By infallible, do you mean essential?  I'm a bit puzzled by this question. There are no "optional doctrines" in the Orthodox faith. All of our beliefs are essential. To use a Protestant turn of phrase, Orthodox reject the idea of
fundamental doctrines that everyone MUST believe and the so-called "non-fundamental doctrines" that are optional beliefs.  To us, all doctrines are essential and fundamental.  A good place to start for a summary of Orthodox doctrine is the Symbol of the Orthodox Faith, the Nicene Creed.

Given that there are plenty of beliefs which are not officially defined and are speculated upon with theologumenon, what you say here is most likely not true.

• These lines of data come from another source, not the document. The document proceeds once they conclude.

use clap::Parser;
use classic_algos::demo::{Topic, run_all};
use std::io;
use tracing::level_filters::LevelFilter;
use tracing_subscriber::fmt::format::FmtSpan;
use tracing_subscriber::layer::SubscriberExt;
use tracing_subscriber::util::SubscriberInitExt;
use tracing_subscriber::{EnvFilter, Layer, fmt};

/// Runs demonstrations of classic data structures and algorithms
#[derive(Parser, Debug)]
#[command(name = "classic-algos")]
#[command(author, version, about, long_about = None)]
pub struct Cli {
    /// Topics to demonstrate, in the order given (default: all)
    #[arg(value_enum)]
    topics: Vec<Topic>,

    /// Log to stderr; repeat for more detail (-d info, -dd debug, -ddd trace)
    #[arg(short, long, action = clap::ArgAction::Count)]
    debug: u8,
}

fn main() {
    let cli = Cli::parse();
    setup_logging(cli.debug);

    let stdout = io::stdout();
    let mut out = stdout.lock();
    if let Err(e) = run_all(&cli.topics, &mut out) {
        eprintln!("Error: {e}");
        std::process::exit(1);
    }
}

fn setup_logging(verbosity: u8) {
    let level = match verbosity {
        0 => LevelFilter::WARN,
        1 => LevelFilter::INFO,
        2 => LevelFilter::DEBUG,
        3 => LevelFilter::TRACE,
        _ => {
            eprintln!("Don't be crazy, max is -d -d -d");
            LevelFilter::TRACE
        }
    };

    // RUST_LOG directives refine the level chosen on the command line.
    let filter = EnvFilter::builder()
        .with_default_directive(level.into())
        .from_env_lossy();

    let fmt_layer = fmt::layer()
        .with_writer(io::stderr)
        .with_target(true)
        .with_thread_names(false)
        .with_span_events(FmtSpan::CLOSE);

    tracing_subscriber::registry()
        .with(fmt_layer.with_filter(filter))
        .init();

    match level {
        LevelFilter::INFO => tracing::info!("Debug mode: info"),
        LevelFilter::DEBUG => tracing::debug!("Debug mode: debug"),
        LevelFilter::TRACE => tracing::debug!("Debug mode: trace"),
        _ => {}
    }
}

#[cfg(test)]
mod tests {
    use super::*;
    use clap::CommandFactory;

    #[test]
    fn verify_cli() {
        Cli::command().debug_assert();
    }

    #[test]
    fn test_parse_topics_and_verbosity() {
        let cli = Cli::try_parse_from(["classic-algos", "graph", "number-theory", "-dd"]).unwrap();
        assert_eq!(cli.topics, vec![Topic::Graph, Topic::NumberTheory]);
        assert_eq!(cli.debug, 2);

        let cli = Cli::try_parse_from(["classic-algos"]).unwrap();
        assert!(cli.topics.is_empty());
        assert_eq!(cli.debug, 0);

        assert!(Cli::try_parse_from(["classic-algos", "quantum"]).is_err());
    }
}
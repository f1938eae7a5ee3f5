//! Sorting algorithms.
//!
//! - Comparison sorts on `&mut [T]`: bubble, selection, insertion, shell,
//!   quick, heap, and a stable merge sort with caller-owned scratch storage.
//! - Non-comparison sorts: counting sort and LSD radix sort for `u32`, and an
//!   MSD radix sort for byte strings driven through the [`ByteKeys`] trait.
//!
//! Every sort leaves empty and single-element inputs untouched.

mod comparison;
mod keys;
mod merge;
mod radix;

pub use comparison::{bubble_sort, heap_sort, insertion_sort, quick_sort, selection_sort, shell_sort};
pub use keys::{ByteKeys, PREFIX_BYTES};
pub use merge::{count_inversions, merge_sort, merge_sort_by_key, merge_sort_with_buffer};
pub use radix::{counting_sort, radix_sort_bytes, radix_sort_lsd, sorted_indices};

use std::io::{self, Write};
use tracing::instrument;

/// Returns `true` if `data` is non-decreasing.
pub fn is_sorted<T: PartialOrd>(data: &[T]) -> bool {
    data.windows(2).all(|w| w[0] <= w[1])
}

#[instrument(level = "trace", skip_all)]
pub fn demonstrate<W: Write>(out: &mut W) -> io::Result<()> {
    let sample = [64, 34, 25, 12, 22, 11, 90];
    writeln!(out, "input:          {sample:?}")?;

    let sorts: [(&str, fn(&mut [i32])); 7] = [
        ("bubble sort", bubble_sort),
        ("selection sort", selection_sort),
        ("insertion sort", insertion_sort),
        ("shell sort", shell_sort),
        ("quick sort", quick_sort),
        ("heap sort", heap_sort),
        ("merge sort", merge_sort),
    ];
    for (name, sort) in sorts {
        let mut data = sample;
        sort(&mut data);
        writeln!(out, "{name:<15} {data:?}")?;
    }

    let mut pairs = [(3, 'a'), (1, 'b'), (3, 'c'), (2, 'd'), (1, 'e')];
    merge_sort_by_key(&mut pairs, |&(k, _)| k);
    writeln!(out, "stable by key:  {pairs:?}")?;

    writeln!(
        out,
        "inversions in {:?}: {}",
        [8, 4, 2, 1],
        count_inversions(&[8, 4, 2, 1])
    )?;

    let mut counts = [4u32, 2, 2, 8, 3, 3, 1];
    counting_sort(&mut counts);
    writeln!(out, "counting sort:  {counts:?}")?;

    let mut wide = [170u32, 45, 75, 90, 802, 24, 2, 66];
    radix_sort_lsd(&mut wide);
    writeln!(out, "LSD radix sort: {wide:?}")?;

    let mut words = ["banana", "apple", "cherry", "apricot", "date"];
    radix_sort_bytes(&mut words);
    writeln!(out, "MSD radix sort: {words:?}")?;

    Ok(())
}

#[cfg(test)]
mod tests {
    use super::*;

    #[test]
    fn test_is_sorted() {
        assert!(is_sorted::<i32>(&[]));
        assert!(is_sorted(&[1, 1, 2]));
        assert!(!is_sorted(&[2, 1]));
    }

    #[test]
    fn test_demonstrate_output() {
        let mut out = Vec::new();
        demonstrate(&mut out).unwrap();
        let text = String::from_utf8(out).unwrap();
        assert!(
            text.contains("merge sort      [11, 12, 22, 25, 34, 64, 90]")
        );
        assert!(text.contains("inversions in [8, 4, 2, 1]: 6"));
        assert!(
            text.contains(r#"["apple", "apricot", "banana", "cherry", "date"]"#)
        );
    }
}
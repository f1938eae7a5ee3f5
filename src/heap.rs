//! Binary heaps: an array-backed min-heap, the max-heap sift routines used by
//! heap sort, and the usual heap-driven selection problems.

use std::cmp::Reverse;
use std::collections::BinaryHeap;
use std::io::{self, Write};
use tracing::instrument;

/// Array-backed binary min-heap.
///
/// The children of slot `i` live at `2i + 1` and `2i + 2`.
#[derive(Debug, Clone, Default)]
pub struct MinHeap<T> {
    items: Vec<T>,
}

impl<T: Ord> MinHeap<T> {
    pub fn new() -> Self {
        Self { items: Vec::new() }
    }

    /// Builds a heap from arbitrary items in O(n).
    pub fn from_vec(items: Vec<T>) -> Self {
        let mut heap = Self { items };
        for start in (0..heap.items.len() / 2).rev() {
            heap.sift_down(start);
        }
        heap
    }

    pub fn len(&self) -> usize {
        self.items.len()
    }

    pub fn is_empty(&self) -> bool {
        self.items.is_empty()
    }

    pub fn peek(&self) -> Option<&T> {
        self.items.first()
    }

    pub fn push(&mut self, item: T) {
        self.items.push(item);
        self.sift_up(self.items.len() - 1);
    }

    pub fn pop(&mut self) -> Option<T> {
        if self.items.is_empty() {
            return None;
        }
        let top = self.items.swap_remove(0);
        self.sift_down(0);
        Some(top)
    }

    /// Drains the heap in ascending order.
    pub fn into_sorted_vec(mut self) -> Vec<T> {
        let mut sorted = Vec::with_capacity(self.items.len());
        while let Some(item) = self.pop() {
            sorted.push(item);
        }
        sorted
    }

    fn sift_up(&mut self, mut child: usize) {
        while child > 0 {
            let parent = (child - 1) / 2;
            if self.items[child] >= self.items[parent] {
                break;
            }
            self.items.swap(child, parent);
            child = parent;
        }
    }

    fn sift_down(&mut self, mut parent: usize) {
        let len = self.items.len();
        loop {
            let left = 2 * parent + 1;
            if left >= len {
                break;
            }
            let right = left + 1;
            let smaller = if right < len && self.items[right] < self.items[left] {
                right
            } else {
                left
            };
            if self.items[parent] <= self.items[smaller] {
                break;
            }
            self.items.swap(parent, smaller);
            parent = smaller;
        }
    }
}

impl<T: Ord> FromIterator<T> for MinHeap<T> {
    fn from_iter<I: IntoIterator<Item = T>>(iter: I) -> Self {
        Self::from_vec(iter.into_iter().collect())
    }
}

/// Restores max-heap order for the subtree at `start`, considering only `data[..end]`.
pub fn sift_down<T: Ord>(data: &mut [T], mut start: usize, end: usize) {
    loop {
        let left = 2 * start + 1;
        if left >= end {
            return;
        }
        let right = left + 1;
        let larger = if right < end && data[right] > data[left] {
            right
        } else {
            left
        };
        if data[start] >= data[larger] {
            return;
        }
        data.swap(start, larger);
        start = larger;
    }
}

/// Rearranges `data` into a max-heap in O(n).
pub fn heapify_max<T: Ord>(data: &mut [T]) {
    let len = data.len();
    for start in (0..len / 2).rev() {
        sift_down(data, start, len);
    }
}

/// The `k` largest values, largest first.
pub fn k_largest<T: Ord + Clone>(data: &[T], k: usize) -> Vec<T> {
    if k == 0 {
        return vec![];
    }

    // Min-heap of the best k seen so far; the root is the weakest survivor.
    let mut best: BinaryHeap<Reverse<T>> = BinaryHeap::with_capacity(k + 1);
    for value in data {
        best.push(Reverse(value.clone()));
        if best.len() > k {
            best.pop();
        }
    }

    let mut result: Vec<T> = best.into_iter().map(|Reverse(v)| v).collect();
    result.sort_by(|a, b| b.cmp(a));
    result
}

/// The `k`-th smallest value (1-based), or `None` when `k` is out of range.
pub fn kth_smallest<T: Ord + Clone>(data: &[T], k: usize) -> Option<T> {
    if k == 0 || k > data.len() {
        return None;
    }

    let mut worst: BinaryHeap<T> = BinaryHeap::with_capacity(k + 1);
    for value in data {
        worst.push(value.clone());
        if worst.len() > k {
            worst.pop();
        }
    }
    worst.peek().cloned()
}

/// Merges already sorted lists into one sorted list.
///
/// Ties are taken from the earlier list first.
pub fn merge_k_sorted<T: Ord + Clone>(lists: &[Vec<T>]) -> Vec<T> {
    let total = lists.iter().map(Vec::len).sum();
    let mut merged = Vec::with_capacity(total);

    // (value, list, position), reversed for min-heap order.
    let mut frontier: BinaryHeap<Reverse<(T, usize, usize)>> = lists
        .iter()
        .enumerate()
        .filter_map(|(list, items)| items.first().map(|v| Reverse((v.clone(), list, 0))))
        .collect();

    while let Some(Reverse((value, list, pos))) = frontier.pop() {
        merged.push(value);
        if let Some(next) = lists[list].get(pos + 1) {
            frontier.push(Reverse((next.clone(), list, pos + 1)));
        }
    }
    merged
}

/// Median after each element of `stream`, using a max-heap of the lower half
/// and a min-heap of the upper half.
///
/// Even-sized prefixes report the mean of the two middle values.
pub fn running_median(stream: &[i64]) -> Vec<f64> {
    let mut lower: BinaryHeap<i64> = BinaryHeap::new();
    let mut upper: BinaryHeap<Reverse<i64>> = BinaryHeap::new();
    let mut medians = Vec::with_capacity(stream.len());

    for &value in stream {
        match lower.peek() {
            Some(&top) if value > top => upper.push(Reverse(value)),
            _ => lower.push(value),
        }

        // Keep lower.len() == upper.len() or upper.len() + 1.
        if lower.len() > upper.len() + 1 {
            if let Some(moved) = lower.pop() {
                upper.push(Reverse(moved));
            }
        } else if upper.len() > lower.len() {
            if let Some(Reverse(moved)) = upper.pop() {
                lower.push(moved);
            }
        }

        let Some(&lo) = lower.peek() else {
            continue;
        };
        let median = match upper.peek() {
            Some(&Reverse(hi)) if lower.len() == upper.len() => (lo as f64 + hi as f64) / 2.0,
            _ => lo as f64,
        };
        medians.push(median);
    }
    medians
}

#[instrument(level = "trace", skip_all)]
pub fn demonstrate<W: Write>(out: &mut W) -> io::Result<()> {
    let sample = vec![5, 3, 8, 1, 9, 2, 7];
    writeln!(out, "input:            {sample:?}")?;

    let mut heap = MinHeap::from_vec(sample.clone());
    writeln!(out, "min-heap peek:    {:?}", heap.peek())?;
    heap.push(0);
    writeln!(out, "after push(0):    {:?}", heap.peek())?;
    writeln!(out, "pop:              {:?}", heap.pop())?;
    writeln!(out, "drained:          {:?}", heap.into_sorted_vec())?;

    let mut max_heap = sample.clone();
    heapify_max(&mut max_heap);
    writeln!(out, "max-heap layout:  {max_heap:?}")?;

    writeln!(out, "3 largest:        {:?}", k_largest(&sample, 3))?;
    writeln!(out, "2nd smallest:     {:?}", kth_smallest(&sample, 2))?;

    let lists = vec![vec![1, 4, 7], vec![2, 5, 8], vec![0, 3, 6, 9]];
    writeln!(out, "merge {lists:?}: {:?}", merge_k_sorted(&lists))?;

    let stream = [5, 15, 1, 3];
    writeln!(
        out,
        "running median of {stream:?}: {:?}",
        running_median(&stream)
    )?;
    Ok(())
}
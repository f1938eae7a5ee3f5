//! Searching over sequences.
//!
//! Every function that can miss returns `Option<usize>`; `None` is the
//! not-found value. The binary searches keep the closed interval
//! `[low, high]` and loop while `low <= high`, computing the midpoint as
//! `low + (high - low) / 2`. Bounds are `isize` so that `high = mid - 1`
//! can step below zero on the left edge.
//!
//! Variants differ only in what they do on a match:
//! - [`binary_search`] returns the first match it lands on.
//! - [`first_occurrence`] records the match and keeps searching left.
//! - [`last_occurrence`] records the match and keeps searching right.
//! - [`ceiling_index`] / [`floor_index`] fall back to the nearest element
//!   above / below a missing target.

use std::cmp::Ordering;
use std::io::{self, Write};
use tracing::instrument;

/// Index of the first element equal to `target`, scanning left to right.
pub fn linear_search<T: PartialEq>(data: &[T], target: &T) -> Option<usize> {
    data.iter().position(|v| v == target)
}

/// Index of some element equal to `target` in sorted `data`.
///
/// ```
/// use classic_algos::searching::binary_search;
///
/// assert_eq!(binary_search(&[1, 3, 5, 7, 9, 11, 13, 15], &7), Some(3));
/// assert_eq!(binary_search(&[1, 3, 5], &4), None);
/// ```
pub fn binary_search<T: Ord>(data: &[T], target: &T) -> Option<usize> {
    let (mut low, mut high) = (0isize, data.len() as isize - 1);
    while low <= high {
        let mid = low + (high - low) / 2;
        match data[mid as usize].cmp(target) {
            Ordering::Equal => return Some(mid as usize),
            Ordering::Less => low = mid + 1,
            Ordering::Greater => high = mid - 1,
        }
    }
    None
}

/// Index of the first element equal to `target` in sorted `data`.
pub fn first_occurrence<T: Ord>(data: &[T], target: &T) -> Option<usize> {
    let (mut low, mut high) = (0isize, data.len() as isize - 1);
    let mut found = None;
    while low <= high {
        let mid = low + (high - low) / 2;
        match data[mid as usize].cmp(target) {
            Ordering::Equal => {
                found = Some(mid as usize);
                high = mid - 1;
            }
            Ordering::Less => low = mid + 1,
            Ordering::Greater => high = mid - 1,
        }
    }
    found
}

/// Index of the last element equal to `target` in sorted `data`.
pub fn last_occurrence<T: Ord>(data: &[T], target: &T) -> Option<usize> {
    let (mut low, mut high) = (0isize, data.len() as isize - 1);
    let mut found = None;
    while low <= high {
        let mid = low + (high - low) / 2;
        match data[mid as usize].cmp(target) {
            Ordering::Equal => {
                found = Some(mid as usize);
                low = mid + 1;
            }
            Ordering::Less => low = mid + 1,
            Ordering::Greater => high = mid - 1,
        }
    }
    found
}

/// Number of elements equal to `target` in sorted `data`.
pub fn count_occurrences<T: Ord>(data: &[T], target: &T) -> usize {
    match (first_occurrence(data, target), last_occurrence(data, target)) {
        (Some(first), Some(last)) => last - first + 1,
        _ => 0,
    }
}

/// Smallest index with `data[i] >= target`, or `None` if every element is smaller.
pub fn ceiling_index<T: Ord>(data: &[T], target: &T) -> Option<usize> {
    let (mut low, mut high) = (0isize, data.len() as isize - 1);
    let mut found = None;
    while low <= high {
        let mid = low + (high - low) / 2;
        match data[mid as usize].cmp(target) {
            Ordering::Equal => return Some(mid as usize),
            Ordering::Greater => {
                found = Some(mid as usize);
                high = mid - 1;
            }
            Ordering::Less => low = mid + 1,
        }
    }
    found
}

/// Largest index with `data[i] <= target`, or `None` if every element is larger.
pub fn floor_index<T: Ord>(data: &[T], target: &T) -> Option<usize> {
    let (mut low, mut high) = (0isize, data.len() as isize - 1);
    let mut found = None;
    while low <= high {
        let mid = low + (high - low) / 2;
        match data[mid as usize].cmp(target) {
            Ordering::Equal => return Some(mid as usize),
            Ordering::Less => {
                found = Some(mid as usize);
                low = mid + 1;
            }
            Ordering::Greater => high = mid - 1,
        }
    }
    found
}

/// First index in `[low, high)` where the monotonic predicate holds, or `high`.
///
/// `pred` must be `false` on a prefix of the range and `true` on the rest.
pub fn partition_point_by<F>(mut low: usize, mut high: usize, mut pred: F) -> usize
where
    F: FnMut(usize) -> bool,
{
    while low < high {
        let mid = low + (high - low) / 2;
        if pred(mid) {
            high = mid;
        } else {
            low = mid + 1;
        }
    }
    low
}

/// Where `target` would be inserted to keep `data` sorted, before any equal elements.
pub fn insertion_point<T: Ord>(data: &[T], target: &T) -> usize {
    partition_point_by(0, data.len(), |i| data[i] >= *target)
}

/// Index one past the last element `<= target`.
pub fn upper_bound<T: Ord>(data: &[T], target: &T) -> usize {
    partition_point_by(0, data.len(), |i| data[i] > *target)
}

/// Searches an ascending array that was rotated at an unknown pivot.
///
/// Elements must be distinct.
pub fn search_rotated<T: Ord>(data: &[T], target: &T) -> Option<usize> {
    let (mut low, mut high) = (0isize, data.len() as isize - 1);
    while low <= high {
        let mid = low + (high - low) / 2;
        let (lo, mi, hi) = (&data[low as usize], &data[mid as usize], &data[high as usize]);
        if mi == target {
            return Some(mid as usize);
        }
        if lo <= mi {
            // Left half is in order.
            if lo <= target && target < mi {
                high = mid - 1;
            } else {
                low = mid + 1;
            }
        } else if mi < target && target <= hi {
            low = mid + 1;
        } else {
            high = mid - 1;
        }
    }
    None
}

/// Index of some element not smaller than its neighbours.
pub fn find_peak<T: Ord>(data: &[T]) -> Option<usize> {
    if data.is_empty() {
        return None;
    }
    let (mut low, mut high) = (0, data.len() - 1);
    while low < high {
        let mid = low + (high - low) / 2;
        if data[mid] < data[mid + 1] {
            low = mid + 1;
        } else {
            high = mid;
        }
    }
    Some(low)
}

/// Floor of the square root, found by binary search on the answer.
pub fn integer_sqrt(n: u64) -> u64 {
    let (mut low, mut high) = (0u64, n.min(u32::MAX as u64));
    let mut answer = 0;
    while low <= high {
        let mid = low + (high - low) / 2;
        if mid * mid <= n {
            answer = mid;
            low = mid + 1;
        } else {
            // mid >= 1 here since 0 * 0 <= n.
            high = mid - 1;
        }
    }
    answer
}

/// Doubles a bound until it passes `target`, then binary searches that window.
pub fn exponential_search<T: Ord>(data: &[T], target: &T) -> Option<usize> {
    if data.is_empty() {
        return None;
    }
    let mut bound = 1;
    while bound < data.len() && data[bound] < *target {
        bound *= 2;
    }
    let start = bound / 2;
    let end = (bound + 1).min(data.len());
    binary_search(&data[start..end], target).map(|i| i + start)
}

#[instrument(level = "trace", skip_all)]
pub fn demonstrate<W: Write>(out: &mut W) -> io::Result<()> {
    let sorted = [1, 3, 5, 7, 9, 11, 13, 15];
    writeln!(out, "sorted:               {sorted:?}")?;
    writeln!(
        out,
        "linear search 9:      {:?}",
        linear_search(&sorted, &9)
    )?;
    writeln!(
        out,
        "binary search 7:      {:?}",
        binary_search(&sorted, &7)
    )?;
    writeln!(
        out,
        "binary search 8:      {:?}",
        binary_search(&sorted, &8)
    )?;
    writeln!(
        out,
        "exponential search 13: {:?}",
        exponential_search(&sorted, &13)
    )?;
    writeln!(
        out,
        "ceiling of 8:         {:?}",
        ceiling_index(&sorted, &8)
    )?;
    writeln!(out, "floor of 8:           {:?}", floor_index(&sorted, &8))?;
    writeln!(
        out,
        "insertion point of 8: {}",
        insertion_point(&sorted, &8)
    )?;

    let dups = [1, 2, 2, 2, 3, 4, 4, 5];
    writeln!(out, "with duplicates:      {dups:?}")?;
    writeln!(
        out,
        "first 2:              {:?}",
        first_occurrence(&dups, &2)
    )?;
    writeln!(
        out,
        "last 2:               {:?}",
        last_occurrence(&dups, &2)
    )?;
    writeln!(
        out,
        "count of 4:           {}",
        count_occurrences(&dups, &4)
    )?;
    writeln!(out, "upper bound of 2:     {}", upper_bound(&dups, &2))?;

    let rotated = [15, 18, 2, 3, 6, 12];
    writeln!(
        out,
        "rotated {rotated:?}, find 3: {:?}",
        search_rotated(&rotated, &3)
    )?;

    let hills = [1, 3, 20, 4, 1, 0];
    writeln!(out, "peak of {hills:?}: {:?}", find_peak(&hills))?;
    writeln!(out, "isqrt(99): {}", integer_sqrt(99))?;

    let first_big = partition_point_by(0, 100, |x| x * x > 50);
    writeln!(out, "first x with x*x > 50: {first_big}")?;
    Ok(())
}

#[cfg(test)]
mod tests {
    use super::*;

    const SORTED: [i32; 8] = [1, 3, 5, 7, 9, 11, 13, 15];

    #[test]
    fn test_reference_scenario() {
        assert_eq!(binary_search(&SORTED, &7), Some(3));
    }

    #[test]
    fn test_not_found_at_edges() {
        assert_eq!(binary_search(&SORTED, &0), None);
        assert_eq!(binary_search(&SORTED, &16), None);
        assert_eq!(binary_search::<i32>(&[], &1), None);
        assert_eq!(linear_search(&SORTED, &4), None);
    }

    #[test]
    fn test_occurrences() {
        let dups = [1, 2, 2, 2, 3, 4, 4, 5];
        assert_eq!(first_occurrence(&dups, &2), Some(1));
        assert_eq!(last_occurrence(&dups, &2), Some(3));
        assert_eq!(count_occurrences(&dups, &4), 2);
        assert_eq!(count_occurrences(&dups, &9), 0);
        assert_eq!(first_occurrence(&dups, &0), None);
    }

    #[test]
    fn test_ceiling_and_floor() {
        assert_eq!(ceiling_index(&SORTED, &8), Some(4));
        assert_eq!(floor_index(&SORTED, &8), Some(3));
        assert_eq!(ceiling_index(&SORTED, &7), Some(3));
        assert_eq!(ceiling_index(&SORTED, &16), None);
        assert_eq!(floor_index(&SORTED, &0), None);
        assert_eq!(ceiling_index(&SORTED, &-5), Some(0));
    }

    #[test]
    fn test_bounds() {
        let dups = [1, 2, 2, 2, 3];
        assert_eq!(insertion_point(&dups, &2), 1);
        assert_eq!(upper_bound(&dups, &2), 4);
        assert_eq!(insertion_point(&dups, &9), 5);
        assert_eq!(insertion_point::<i32>(&[], &9), 0);
    }

    #[test]
    fn test_rotated() {
        let rotated = [15, 18, 2, 3, 6, 12];
        for (i, v) in rotated.iter().enumerate() {
            assert_eq!(search_rotated(&rotated, v), Some(i));
        }
        assert_eq!(search_rotated(&rotated, &5), None);
    }

    #[test]
    fn test_peak_and_sqrt() {
        assert_eq!(find_peak(&[1, 3, 20, 4, 1, 0]), Some(2));
        assert_eq!(find_peak(&[5, 4, 3]), Some(0));
        assert_eq!(find_peak::<i32>(&[]), None);
        assert_eq!(integer_sqrt(0), 0);
        assert_eq!(integer_sqrt(1), 1);
        assert_eq!(integer_sqrt(99), 9);
        assert_eq!(integer_sqrt(100), 10);
        assert_eq!(integer_sqrt(u64::MAX), u32::MAX as u64);
    }

    #[test]
    fn test_exponential() {
        for (i, v) in SORTED.iter().enumerate() {
            assert_eq!(exponential_search(&SORTED, v), Some(i));
        }
        assert_eq!(exponential_search(&SORTED, &4), None);
    }
}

Within Orthodoxy you will not find such highly developed expressions of doctrine as in the Western Churches but that does not mean our Tradition is up for grabs or that it is going to fall over.  For example, the real presence of Christ in the Eucharist, the dormition and assumption of Mary the Mother of God - very little by way of definition.   BUT if we turn to our liturgical sources we find that these things are expressed with stunning and *undeniable* certainty.   It is adopting a Roman Catholic point of view to think that doctrine comes to us only through official definitions and that beliefs which do not enjoy a magisterial definition are uncertain and changeable.  To understand what Orthodoxy believes we need to look at everything that Tradition embraces; much of that has no official definition.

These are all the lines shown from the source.